_WHAT NEEDS TO BE DONE_:
For every line of the material below, check for the string "NotFound" and return the line if it is there.

*** SUPPLIED INFORMATION ***

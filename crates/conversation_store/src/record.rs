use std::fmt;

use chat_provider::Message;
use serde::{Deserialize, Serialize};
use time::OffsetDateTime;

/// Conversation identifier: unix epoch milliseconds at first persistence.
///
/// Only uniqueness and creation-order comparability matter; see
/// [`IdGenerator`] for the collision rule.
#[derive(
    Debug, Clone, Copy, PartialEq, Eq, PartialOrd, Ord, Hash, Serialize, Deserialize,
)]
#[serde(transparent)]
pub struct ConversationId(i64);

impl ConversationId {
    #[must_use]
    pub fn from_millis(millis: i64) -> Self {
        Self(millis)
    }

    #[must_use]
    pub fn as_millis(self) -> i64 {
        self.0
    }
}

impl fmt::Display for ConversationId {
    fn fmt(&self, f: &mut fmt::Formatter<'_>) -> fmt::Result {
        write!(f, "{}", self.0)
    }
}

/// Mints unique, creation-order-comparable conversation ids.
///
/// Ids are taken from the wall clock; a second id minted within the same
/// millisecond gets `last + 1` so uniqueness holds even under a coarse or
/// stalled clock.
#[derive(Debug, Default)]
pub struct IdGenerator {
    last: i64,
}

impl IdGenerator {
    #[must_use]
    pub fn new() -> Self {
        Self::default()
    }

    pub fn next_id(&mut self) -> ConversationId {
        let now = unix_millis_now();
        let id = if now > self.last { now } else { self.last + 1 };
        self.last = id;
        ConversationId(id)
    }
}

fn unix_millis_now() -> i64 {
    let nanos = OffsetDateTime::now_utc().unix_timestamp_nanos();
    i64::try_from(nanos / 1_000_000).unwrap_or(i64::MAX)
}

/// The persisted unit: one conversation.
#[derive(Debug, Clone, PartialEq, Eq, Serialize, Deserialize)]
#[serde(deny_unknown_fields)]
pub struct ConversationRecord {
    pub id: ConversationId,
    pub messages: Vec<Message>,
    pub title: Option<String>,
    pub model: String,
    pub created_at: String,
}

***
*** SUPPLIED INFORMATION ***

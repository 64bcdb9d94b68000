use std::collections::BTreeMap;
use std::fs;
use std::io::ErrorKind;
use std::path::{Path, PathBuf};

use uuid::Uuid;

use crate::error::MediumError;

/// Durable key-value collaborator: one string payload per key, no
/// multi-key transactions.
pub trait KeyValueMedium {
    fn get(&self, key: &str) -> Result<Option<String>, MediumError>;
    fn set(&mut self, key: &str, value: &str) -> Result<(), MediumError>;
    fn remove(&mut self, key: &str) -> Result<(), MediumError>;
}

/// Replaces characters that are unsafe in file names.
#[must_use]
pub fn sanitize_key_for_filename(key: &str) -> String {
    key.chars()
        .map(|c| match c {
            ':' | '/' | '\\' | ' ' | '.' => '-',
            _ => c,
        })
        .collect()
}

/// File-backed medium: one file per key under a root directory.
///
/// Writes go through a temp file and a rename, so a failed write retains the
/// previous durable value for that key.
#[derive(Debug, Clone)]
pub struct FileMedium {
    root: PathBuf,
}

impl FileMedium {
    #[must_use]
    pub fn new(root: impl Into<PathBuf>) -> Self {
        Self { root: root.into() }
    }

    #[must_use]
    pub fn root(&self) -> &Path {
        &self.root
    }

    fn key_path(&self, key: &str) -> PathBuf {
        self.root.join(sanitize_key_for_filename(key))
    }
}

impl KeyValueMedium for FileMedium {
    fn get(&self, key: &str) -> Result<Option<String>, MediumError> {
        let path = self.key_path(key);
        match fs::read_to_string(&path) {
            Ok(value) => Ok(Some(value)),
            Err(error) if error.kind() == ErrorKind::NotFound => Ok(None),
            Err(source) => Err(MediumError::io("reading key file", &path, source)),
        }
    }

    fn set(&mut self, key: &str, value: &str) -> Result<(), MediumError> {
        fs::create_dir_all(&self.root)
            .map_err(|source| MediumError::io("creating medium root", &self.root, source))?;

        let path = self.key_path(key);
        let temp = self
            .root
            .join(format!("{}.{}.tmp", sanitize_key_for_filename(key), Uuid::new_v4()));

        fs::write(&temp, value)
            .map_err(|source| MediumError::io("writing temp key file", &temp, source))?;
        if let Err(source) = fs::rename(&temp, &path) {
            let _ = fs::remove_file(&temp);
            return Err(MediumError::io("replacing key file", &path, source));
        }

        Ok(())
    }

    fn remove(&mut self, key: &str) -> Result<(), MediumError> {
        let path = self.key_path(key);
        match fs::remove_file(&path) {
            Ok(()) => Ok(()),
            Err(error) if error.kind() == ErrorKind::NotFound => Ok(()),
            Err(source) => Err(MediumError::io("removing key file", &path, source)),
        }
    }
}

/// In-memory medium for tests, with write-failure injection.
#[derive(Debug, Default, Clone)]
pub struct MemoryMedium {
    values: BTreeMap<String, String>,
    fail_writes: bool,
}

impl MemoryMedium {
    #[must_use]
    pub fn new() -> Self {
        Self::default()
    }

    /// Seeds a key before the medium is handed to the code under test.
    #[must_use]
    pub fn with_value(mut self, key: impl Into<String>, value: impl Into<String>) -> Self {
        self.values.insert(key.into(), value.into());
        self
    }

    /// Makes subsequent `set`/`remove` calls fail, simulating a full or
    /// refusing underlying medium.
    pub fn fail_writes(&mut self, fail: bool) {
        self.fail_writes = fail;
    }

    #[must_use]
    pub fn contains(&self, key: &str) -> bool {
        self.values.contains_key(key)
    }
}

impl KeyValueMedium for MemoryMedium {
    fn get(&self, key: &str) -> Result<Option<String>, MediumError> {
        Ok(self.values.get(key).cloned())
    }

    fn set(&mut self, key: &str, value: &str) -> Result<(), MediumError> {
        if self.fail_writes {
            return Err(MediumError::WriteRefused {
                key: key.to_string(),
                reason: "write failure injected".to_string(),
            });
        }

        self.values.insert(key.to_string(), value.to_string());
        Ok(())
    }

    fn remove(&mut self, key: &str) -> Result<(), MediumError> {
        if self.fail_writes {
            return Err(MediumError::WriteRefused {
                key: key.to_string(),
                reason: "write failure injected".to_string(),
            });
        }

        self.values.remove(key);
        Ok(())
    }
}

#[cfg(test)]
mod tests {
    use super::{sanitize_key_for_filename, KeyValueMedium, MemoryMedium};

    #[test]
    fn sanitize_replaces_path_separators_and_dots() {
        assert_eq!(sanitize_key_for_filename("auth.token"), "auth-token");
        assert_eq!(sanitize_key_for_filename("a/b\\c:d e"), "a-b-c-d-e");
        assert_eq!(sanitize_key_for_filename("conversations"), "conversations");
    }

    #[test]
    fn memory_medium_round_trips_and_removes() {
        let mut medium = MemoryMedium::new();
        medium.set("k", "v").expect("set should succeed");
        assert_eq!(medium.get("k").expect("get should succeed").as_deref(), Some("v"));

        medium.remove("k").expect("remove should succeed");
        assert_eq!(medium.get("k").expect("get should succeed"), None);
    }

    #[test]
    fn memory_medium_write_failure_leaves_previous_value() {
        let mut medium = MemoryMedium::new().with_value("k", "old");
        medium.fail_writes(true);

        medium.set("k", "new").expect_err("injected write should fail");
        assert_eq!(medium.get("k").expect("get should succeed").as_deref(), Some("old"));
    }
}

***

_RESPONSE TO THE TASK_:
            Err(error) if error.kind() == ErrorKind::NotFound => Ok(None),
            Err(error) if error.kind() == ErrorKind::NotFound => Ok(()),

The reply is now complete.